• _Task goal_
Below, find each line holding "InvalidAnnotation" and state how many there are, using the number alone.

(Provided entries Opens)

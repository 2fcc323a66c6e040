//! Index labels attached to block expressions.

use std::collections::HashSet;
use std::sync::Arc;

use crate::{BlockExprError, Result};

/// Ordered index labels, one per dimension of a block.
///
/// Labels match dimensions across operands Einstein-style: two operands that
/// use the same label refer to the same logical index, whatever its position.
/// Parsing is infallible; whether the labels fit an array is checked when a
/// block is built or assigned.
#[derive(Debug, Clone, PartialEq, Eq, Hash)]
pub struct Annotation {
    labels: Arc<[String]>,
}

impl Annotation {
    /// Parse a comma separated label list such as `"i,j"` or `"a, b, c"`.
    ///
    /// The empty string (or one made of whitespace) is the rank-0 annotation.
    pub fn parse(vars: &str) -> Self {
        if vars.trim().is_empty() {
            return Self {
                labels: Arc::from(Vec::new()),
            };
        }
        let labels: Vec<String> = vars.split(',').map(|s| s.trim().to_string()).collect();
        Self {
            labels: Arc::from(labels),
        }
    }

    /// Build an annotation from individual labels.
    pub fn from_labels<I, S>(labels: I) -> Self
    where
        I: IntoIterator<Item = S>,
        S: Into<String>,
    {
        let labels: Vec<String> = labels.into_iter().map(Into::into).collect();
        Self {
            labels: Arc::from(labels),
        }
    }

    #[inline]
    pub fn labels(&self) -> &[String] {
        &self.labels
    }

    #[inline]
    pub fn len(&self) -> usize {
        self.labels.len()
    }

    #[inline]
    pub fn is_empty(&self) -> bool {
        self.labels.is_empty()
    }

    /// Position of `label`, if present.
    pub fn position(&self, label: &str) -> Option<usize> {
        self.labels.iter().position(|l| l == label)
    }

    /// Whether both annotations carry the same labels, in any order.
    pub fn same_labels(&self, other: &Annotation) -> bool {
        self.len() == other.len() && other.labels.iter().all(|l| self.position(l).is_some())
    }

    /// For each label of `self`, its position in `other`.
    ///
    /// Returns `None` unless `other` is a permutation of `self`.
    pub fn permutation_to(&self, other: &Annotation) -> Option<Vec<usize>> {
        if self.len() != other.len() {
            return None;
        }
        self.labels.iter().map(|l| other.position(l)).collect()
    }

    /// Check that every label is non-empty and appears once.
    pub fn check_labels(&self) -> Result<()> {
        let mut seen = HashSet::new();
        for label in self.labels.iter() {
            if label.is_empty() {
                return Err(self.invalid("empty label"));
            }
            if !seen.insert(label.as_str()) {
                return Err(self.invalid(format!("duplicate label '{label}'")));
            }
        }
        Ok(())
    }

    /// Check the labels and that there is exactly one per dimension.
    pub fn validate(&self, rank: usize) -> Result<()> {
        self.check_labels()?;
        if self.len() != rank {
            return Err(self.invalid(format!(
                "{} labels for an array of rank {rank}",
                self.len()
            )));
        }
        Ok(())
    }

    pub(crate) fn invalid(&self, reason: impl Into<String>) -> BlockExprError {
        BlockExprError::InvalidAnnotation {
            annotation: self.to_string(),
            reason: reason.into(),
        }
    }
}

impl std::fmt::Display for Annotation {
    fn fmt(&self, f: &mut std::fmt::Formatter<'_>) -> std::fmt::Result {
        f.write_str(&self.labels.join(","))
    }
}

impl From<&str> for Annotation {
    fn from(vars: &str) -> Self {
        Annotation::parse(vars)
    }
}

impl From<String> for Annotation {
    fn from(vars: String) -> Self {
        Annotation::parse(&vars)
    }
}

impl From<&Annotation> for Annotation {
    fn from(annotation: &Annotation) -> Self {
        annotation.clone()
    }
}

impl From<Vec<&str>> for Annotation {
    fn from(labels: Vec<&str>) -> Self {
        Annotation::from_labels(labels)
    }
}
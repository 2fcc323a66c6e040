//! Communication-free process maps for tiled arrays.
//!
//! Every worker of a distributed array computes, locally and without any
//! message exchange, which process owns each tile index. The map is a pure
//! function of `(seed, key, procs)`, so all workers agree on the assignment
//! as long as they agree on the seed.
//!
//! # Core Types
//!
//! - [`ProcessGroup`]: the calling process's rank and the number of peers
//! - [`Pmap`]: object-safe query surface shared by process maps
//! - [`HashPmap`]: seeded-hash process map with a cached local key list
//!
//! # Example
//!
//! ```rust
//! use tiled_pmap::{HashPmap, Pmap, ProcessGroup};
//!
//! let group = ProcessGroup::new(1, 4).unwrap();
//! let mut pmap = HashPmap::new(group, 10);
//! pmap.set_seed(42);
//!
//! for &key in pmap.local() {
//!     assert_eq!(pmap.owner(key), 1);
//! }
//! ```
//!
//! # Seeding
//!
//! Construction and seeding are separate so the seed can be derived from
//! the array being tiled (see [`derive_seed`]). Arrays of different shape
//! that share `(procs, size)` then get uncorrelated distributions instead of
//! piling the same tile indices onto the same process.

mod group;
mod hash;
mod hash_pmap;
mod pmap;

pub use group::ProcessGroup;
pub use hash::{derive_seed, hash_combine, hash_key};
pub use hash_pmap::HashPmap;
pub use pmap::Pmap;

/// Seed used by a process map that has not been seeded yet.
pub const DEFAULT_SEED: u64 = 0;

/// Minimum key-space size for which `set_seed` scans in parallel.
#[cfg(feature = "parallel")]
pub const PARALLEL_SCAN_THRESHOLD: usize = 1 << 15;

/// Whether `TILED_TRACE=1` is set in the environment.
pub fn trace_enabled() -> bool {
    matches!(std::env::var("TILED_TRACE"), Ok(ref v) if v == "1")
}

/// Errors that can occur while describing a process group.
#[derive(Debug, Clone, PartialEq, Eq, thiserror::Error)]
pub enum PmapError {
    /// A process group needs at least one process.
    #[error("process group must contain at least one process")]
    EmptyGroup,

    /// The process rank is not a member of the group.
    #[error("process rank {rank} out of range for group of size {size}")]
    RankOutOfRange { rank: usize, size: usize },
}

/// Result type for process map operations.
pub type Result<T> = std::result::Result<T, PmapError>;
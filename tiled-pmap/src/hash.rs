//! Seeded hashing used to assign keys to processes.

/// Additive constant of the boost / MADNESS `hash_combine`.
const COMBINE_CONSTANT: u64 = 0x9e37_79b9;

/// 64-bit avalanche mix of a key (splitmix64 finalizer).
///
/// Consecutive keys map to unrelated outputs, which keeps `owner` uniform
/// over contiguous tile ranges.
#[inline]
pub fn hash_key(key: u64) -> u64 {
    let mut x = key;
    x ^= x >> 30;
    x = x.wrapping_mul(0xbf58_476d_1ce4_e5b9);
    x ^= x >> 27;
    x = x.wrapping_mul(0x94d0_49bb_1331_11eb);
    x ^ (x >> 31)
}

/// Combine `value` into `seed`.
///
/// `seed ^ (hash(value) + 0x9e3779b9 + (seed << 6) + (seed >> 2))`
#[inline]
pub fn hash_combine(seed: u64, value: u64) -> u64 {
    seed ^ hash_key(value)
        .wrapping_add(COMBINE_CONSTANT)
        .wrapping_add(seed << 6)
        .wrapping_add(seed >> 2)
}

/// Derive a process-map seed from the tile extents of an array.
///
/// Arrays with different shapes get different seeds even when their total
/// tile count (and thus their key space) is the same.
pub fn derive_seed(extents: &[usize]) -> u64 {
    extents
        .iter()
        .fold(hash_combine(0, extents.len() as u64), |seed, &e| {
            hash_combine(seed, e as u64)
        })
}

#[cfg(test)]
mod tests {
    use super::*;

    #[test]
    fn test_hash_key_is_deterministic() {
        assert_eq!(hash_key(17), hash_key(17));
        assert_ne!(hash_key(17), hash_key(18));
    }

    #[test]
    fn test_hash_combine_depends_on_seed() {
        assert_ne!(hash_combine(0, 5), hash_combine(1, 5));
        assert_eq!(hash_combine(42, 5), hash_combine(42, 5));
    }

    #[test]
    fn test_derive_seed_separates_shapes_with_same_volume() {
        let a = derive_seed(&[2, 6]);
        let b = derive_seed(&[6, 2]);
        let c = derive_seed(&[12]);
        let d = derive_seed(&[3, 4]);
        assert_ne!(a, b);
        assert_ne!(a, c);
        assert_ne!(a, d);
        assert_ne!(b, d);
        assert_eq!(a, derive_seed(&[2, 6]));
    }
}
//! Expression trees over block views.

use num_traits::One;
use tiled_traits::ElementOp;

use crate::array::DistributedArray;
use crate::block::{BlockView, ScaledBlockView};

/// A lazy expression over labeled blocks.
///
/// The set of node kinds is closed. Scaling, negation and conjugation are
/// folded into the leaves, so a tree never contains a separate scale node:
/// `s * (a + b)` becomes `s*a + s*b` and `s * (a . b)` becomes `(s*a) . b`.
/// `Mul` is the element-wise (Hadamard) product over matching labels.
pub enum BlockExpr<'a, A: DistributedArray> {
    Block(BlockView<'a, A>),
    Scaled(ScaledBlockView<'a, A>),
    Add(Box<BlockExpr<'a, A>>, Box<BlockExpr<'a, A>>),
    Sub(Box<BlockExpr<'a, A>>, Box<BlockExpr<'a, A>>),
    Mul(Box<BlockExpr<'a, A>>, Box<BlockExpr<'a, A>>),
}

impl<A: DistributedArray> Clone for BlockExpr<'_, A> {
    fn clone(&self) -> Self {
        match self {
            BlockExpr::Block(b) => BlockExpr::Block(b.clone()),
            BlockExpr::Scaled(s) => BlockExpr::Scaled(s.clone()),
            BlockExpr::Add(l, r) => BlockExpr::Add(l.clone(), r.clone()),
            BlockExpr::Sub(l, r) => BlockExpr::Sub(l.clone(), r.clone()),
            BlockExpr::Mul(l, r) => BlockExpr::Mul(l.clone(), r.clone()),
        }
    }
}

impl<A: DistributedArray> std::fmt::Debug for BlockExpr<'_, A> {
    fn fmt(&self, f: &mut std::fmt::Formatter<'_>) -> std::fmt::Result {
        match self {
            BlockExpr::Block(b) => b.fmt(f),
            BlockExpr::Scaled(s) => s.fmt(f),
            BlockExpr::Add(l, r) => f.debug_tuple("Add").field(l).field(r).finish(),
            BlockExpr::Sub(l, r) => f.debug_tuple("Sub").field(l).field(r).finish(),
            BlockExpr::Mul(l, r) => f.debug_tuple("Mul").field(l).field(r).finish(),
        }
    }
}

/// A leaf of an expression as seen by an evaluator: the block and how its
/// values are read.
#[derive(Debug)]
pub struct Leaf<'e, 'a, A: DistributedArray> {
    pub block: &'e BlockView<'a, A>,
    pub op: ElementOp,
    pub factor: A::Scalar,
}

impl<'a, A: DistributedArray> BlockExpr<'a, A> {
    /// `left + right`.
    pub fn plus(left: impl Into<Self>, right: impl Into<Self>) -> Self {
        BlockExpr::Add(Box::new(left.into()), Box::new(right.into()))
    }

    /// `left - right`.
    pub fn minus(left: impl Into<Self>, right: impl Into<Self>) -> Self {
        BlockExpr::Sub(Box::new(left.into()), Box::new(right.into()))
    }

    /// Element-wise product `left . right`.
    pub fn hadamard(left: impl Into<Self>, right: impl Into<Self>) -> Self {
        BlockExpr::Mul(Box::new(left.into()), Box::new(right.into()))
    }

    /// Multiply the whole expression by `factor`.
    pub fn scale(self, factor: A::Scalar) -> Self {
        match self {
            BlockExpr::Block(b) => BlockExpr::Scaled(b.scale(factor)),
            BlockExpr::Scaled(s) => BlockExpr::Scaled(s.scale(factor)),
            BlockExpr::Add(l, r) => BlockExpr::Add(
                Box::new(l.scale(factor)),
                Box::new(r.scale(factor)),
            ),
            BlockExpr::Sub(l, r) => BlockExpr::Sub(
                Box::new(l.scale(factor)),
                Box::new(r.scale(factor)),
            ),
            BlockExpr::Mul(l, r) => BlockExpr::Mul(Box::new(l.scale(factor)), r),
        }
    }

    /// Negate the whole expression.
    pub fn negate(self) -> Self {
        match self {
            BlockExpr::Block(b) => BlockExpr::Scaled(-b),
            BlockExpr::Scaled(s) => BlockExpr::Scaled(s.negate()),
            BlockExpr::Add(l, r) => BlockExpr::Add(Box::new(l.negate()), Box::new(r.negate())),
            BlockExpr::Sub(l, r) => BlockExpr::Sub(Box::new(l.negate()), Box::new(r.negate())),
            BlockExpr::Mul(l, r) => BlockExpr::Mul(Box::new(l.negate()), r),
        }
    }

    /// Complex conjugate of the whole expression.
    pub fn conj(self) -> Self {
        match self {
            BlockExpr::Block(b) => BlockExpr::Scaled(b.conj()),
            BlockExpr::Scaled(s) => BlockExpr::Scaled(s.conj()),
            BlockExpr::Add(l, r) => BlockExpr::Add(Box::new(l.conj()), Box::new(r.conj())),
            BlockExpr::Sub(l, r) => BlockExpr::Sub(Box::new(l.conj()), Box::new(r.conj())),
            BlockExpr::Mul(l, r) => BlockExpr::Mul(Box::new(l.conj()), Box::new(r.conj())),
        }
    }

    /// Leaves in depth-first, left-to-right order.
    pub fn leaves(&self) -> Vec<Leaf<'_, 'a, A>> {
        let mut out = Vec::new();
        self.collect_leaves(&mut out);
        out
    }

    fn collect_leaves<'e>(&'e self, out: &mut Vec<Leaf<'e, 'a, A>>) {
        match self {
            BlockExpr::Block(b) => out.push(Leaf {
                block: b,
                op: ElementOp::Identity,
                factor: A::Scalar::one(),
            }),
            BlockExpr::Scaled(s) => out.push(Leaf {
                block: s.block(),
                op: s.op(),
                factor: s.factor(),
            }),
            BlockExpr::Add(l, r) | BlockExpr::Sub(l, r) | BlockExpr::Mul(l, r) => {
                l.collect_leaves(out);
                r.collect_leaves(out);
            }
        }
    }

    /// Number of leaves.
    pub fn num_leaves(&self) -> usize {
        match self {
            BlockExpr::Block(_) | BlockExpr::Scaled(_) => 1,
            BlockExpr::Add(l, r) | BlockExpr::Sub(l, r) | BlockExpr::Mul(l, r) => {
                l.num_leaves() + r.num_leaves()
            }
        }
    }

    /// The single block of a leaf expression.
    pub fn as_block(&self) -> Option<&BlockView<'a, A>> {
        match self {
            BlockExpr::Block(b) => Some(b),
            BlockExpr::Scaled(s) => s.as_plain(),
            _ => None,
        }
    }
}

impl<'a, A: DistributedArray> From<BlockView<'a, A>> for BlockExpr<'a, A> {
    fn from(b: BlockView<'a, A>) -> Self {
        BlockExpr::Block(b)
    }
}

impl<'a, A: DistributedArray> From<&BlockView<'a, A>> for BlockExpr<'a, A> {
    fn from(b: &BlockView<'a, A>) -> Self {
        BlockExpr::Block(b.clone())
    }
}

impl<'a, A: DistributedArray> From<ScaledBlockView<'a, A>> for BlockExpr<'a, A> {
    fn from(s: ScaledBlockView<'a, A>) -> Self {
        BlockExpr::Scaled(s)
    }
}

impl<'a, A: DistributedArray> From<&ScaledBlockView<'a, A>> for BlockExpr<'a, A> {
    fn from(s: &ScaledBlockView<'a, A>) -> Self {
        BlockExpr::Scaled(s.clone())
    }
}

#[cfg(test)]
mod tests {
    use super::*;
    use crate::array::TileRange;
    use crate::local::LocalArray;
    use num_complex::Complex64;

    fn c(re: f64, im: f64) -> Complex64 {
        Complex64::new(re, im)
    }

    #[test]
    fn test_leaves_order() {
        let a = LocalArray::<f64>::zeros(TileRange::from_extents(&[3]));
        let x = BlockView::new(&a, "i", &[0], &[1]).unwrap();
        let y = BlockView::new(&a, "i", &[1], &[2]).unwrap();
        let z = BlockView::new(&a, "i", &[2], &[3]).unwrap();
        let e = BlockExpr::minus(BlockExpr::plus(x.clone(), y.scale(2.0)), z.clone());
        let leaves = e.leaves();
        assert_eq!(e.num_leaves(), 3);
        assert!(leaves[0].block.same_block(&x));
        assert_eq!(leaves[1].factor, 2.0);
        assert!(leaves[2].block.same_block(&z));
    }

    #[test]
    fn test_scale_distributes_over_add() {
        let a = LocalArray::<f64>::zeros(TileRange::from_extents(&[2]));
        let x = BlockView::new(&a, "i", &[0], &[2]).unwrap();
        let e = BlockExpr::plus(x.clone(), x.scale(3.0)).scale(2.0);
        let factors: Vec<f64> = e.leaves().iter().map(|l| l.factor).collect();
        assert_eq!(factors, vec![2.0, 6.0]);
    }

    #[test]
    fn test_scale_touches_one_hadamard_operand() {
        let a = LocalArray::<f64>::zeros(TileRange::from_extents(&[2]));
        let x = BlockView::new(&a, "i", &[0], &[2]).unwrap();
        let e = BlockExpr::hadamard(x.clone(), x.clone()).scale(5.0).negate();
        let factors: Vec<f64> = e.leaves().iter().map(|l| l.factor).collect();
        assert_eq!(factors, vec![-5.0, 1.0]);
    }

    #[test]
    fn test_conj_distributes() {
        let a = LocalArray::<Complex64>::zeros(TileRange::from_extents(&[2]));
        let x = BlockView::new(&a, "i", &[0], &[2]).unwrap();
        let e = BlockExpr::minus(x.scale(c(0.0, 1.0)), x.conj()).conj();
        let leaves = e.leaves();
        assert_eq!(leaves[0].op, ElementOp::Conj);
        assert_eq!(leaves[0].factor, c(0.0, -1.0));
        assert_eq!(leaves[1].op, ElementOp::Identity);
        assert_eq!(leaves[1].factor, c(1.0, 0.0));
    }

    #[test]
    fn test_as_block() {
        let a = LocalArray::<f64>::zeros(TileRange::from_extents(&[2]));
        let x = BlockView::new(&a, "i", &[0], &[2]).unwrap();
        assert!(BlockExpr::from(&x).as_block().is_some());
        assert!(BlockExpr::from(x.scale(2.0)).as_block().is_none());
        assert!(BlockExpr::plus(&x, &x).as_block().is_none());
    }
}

(Provided entries Closes)
(Provided entries Opens)

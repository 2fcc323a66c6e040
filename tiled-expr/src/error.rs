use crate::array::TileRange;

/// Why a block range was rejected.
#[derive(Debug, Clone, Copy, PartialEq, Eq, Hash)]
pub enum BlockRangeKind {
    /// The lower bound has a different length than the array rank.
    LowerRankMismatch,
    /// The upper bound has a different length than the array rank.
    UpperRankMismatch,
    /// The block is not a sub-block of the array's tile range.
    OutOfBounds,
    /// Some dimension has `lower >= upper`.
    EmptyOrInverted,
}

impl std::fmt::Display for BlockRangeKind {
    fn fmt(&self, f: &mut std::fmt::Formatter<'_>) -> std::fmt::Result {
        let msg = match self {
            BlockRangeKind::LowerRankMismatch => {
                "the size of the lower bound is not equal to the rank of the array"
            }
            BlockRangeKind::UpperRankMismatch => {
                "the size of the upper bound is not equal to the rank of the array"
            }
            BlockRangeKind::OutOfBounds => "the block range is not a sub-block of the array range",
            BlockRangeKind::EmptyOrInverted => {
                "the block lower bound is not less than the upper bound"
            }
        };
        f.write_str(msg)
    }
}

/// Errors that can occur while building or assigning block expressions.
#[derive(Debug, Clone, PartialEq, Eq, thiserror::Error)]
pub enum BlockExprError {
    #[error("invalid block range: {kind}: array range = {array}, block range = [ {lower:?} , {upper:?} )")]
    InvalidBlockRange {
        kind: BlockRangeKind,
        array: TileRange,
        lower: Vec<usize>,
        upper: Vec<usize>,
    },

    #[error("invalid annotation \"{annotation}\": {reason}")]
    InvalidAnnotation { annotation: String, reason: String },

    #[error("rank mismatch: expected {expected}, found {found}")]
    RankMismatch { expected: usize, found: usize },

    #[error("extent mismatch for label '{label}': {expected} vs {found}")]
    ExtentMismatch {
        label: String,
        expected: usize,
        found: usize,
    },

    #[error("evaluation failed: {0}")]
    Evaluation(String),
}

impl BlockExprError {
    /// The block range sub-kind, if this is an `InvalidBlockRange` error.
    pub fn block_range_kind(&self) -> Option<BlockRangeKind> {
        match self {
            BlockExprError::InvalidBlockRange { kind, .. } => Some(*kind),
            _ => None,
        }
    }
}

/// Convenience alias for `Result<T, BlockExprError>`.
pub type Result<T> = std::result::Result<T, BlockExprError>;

(Provided entries Closes)

• _Answer section_
2